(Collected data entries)
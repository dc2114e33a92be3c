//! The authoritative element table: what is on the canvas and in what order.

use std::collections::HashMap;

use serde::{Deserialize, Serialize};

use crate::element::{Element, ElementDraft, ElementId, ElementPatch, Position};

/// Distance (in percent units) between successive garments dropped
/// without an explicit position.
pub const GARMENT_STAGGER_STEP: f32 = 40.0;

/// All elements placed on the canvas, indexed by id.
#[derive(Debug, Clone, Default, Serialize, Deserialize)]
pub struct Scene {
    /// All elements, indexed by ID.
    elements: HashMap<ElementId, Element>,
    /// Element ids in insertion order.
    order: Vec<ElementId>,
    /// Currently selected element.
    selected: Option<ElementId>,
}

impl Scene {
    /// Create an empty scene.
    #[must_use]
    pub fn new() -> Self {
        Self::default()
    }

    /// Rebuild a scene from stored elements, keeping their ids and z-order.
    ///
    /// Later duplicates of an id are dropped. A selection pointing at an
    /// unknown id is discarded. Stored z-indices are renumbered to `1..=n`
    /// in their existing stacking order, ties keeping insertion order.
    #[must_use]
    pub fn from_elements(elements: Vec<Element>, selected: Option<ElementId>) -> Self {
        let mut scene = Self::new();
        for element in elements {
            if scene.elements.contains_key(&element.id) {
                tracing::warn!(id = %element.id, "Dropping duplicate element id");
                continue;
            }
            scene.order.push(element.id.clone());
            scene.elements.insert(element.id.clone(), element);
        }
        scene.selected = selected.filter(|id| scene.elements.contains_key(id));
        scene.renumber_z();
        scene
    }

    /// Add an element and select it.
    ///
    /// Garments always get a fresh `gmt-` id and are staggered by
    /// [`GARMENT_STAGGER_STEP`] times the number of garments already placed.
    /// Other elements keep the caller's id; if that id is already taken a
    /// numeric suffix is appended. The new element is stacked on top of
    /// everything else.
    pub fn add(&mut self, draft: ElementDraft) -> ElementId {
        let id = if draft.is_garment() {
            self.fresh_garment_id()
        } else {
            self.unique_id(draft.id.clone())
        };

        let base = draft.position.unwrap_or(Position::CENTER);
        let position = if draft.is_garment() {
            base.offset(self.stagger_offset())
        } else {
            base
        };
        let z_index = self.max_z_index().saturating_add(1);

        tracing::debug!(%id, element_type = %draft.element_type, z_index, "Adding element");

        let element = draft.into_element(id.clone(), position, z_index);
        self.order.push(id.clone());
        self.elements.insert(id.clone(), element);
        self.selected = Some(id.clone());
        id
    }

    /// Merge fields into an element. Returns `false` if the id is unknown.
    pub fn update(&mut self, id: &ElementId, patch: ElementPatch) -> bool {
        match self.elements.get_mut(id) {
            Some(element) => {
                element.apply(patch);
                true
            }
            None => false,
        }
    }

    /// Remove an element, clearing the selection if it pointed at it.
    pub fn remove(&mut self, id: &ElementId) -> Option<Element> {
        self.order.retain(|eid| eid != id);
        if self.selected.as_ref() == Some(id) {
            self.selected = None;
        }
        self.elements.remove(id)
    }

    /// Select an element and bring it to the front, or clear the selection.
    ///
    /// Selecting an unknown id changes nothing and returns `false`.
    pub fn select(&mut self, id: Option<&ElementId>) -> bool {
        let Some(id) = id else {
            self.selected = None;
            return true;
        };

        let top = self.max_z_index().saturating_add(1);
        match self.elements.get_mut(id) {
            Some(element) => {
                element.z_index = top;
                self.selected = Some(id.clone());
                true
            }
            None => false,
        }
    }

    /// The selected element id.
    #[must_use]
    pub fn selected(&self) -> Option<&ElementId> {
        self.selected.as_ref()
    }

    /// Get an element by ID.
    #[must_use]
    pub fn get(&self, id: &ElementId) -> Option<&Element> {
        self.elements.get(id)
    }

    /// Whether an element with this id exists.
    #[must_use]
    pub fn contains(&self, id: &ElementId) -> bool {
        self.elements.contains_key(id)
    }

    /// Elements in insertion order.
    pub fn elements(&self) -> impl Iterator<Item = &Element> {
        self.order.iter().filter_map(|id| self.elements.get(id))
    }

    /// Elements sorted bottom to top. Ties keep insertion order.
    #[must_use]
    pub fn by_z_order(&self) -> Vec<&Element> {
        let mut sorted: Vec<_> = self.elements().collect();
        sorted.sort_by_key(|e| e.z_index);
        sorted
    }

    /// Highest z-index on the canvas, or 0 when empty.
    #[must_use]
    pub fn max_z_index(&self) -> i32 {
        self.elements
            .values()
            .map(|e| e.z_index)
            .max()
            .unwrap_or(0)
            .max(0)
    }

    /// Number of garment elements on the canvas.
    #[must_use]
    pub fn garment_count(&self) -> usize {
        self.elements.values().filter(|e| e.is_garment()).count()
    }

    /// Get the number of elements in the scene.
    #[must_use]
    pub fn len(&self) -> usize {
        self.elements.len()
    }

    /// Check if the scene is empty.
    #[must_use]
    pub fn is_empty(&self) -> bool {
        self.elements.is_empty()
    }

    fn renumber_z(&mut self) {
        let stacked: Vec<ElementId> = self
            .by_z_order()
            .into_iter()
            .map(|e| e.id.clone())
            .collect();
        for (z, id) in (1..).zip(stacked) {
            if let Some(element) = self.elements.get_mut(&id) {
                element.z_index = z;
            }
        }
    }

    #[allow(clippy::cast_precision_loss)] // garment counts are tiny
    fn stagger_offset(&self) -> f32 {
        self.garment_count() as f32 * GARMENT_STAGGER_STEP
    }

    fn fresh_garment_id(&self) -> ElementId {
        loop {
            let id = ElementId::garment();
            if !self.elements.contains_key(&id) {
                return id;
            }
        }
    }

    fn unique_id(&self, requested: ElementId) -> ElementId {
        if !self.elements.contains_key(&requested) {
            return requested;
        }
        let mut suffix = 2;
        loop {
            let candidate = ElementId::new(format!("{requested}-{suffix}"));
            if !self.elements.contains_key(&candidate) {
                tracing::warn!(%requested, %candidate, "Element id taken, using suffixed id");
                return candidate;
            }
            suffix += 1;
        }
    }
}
--
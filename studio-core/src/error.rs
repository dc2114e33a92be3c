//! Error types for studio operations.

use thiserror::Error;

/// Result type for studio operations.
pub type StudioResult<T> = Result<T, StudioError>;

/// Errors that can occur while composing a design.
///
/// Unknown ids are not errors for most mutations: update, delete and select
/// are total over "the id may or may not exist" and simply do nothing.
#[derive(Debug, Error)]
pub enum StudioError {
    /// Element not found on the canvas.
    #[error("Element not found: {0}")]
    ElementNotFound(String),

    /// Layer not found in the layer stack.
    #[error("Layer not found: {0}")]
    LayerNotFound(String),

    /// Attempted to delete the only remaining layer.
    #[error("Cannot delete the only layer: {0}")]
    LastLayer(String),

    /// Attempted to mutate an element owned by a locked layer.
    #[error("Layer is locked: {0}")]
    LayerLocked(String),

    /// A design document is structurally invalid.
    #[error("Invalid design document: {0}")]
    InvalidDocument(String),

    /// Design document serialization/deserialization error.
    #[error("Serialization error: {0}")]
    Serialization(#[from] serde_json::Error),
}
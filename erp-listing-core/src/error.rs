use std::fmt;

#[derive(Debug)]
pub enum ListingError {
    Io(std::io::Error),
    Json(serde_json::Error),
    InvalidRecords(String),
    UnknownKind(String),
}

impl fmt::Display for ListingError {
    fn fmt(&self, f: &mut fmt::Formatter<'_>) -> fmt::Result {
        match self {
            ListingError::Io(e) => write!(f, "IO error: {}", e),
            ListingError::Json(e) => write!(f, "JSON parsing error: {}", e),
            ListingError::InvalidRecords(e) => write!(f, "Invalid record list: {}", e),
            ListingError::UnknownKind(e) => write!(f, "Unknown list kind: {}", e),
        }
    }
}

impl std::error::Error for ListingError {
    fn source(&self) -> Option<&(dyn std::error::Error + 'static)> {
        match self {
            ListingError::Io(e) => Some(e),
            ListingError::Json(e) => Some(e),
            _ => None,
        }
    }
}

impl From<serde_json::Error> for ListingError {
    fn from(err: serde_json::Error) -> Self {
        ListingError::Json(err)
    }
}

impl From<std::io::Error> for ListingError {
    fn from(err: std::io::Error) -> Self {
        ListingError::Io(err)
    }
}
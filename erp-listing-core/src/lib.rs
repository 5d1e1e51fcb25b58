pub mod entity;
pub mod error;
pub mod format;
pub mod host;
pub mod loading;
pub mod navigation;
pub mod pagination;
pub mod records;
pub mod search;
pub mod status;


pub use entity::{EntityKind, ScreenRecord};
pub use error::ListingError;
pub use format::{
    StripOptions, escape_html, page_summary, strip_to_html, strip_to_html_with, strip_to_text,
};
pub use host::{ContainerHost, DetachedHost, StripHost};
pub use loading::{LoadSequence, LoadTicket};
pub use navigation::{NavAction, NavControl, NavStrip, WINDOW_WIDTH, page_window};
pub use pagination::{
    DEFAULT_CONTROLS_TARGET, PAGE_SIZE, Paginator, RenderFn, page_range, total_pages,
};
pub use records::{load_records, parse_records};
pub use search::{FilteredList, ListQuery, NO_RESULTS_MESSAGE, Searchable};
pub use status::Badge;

* Work order
Within the data above, pick out all lines holding the word "entity".

* Exercise result
pub mod entity;
pub use entity::{EntityKind, ScreenRecord};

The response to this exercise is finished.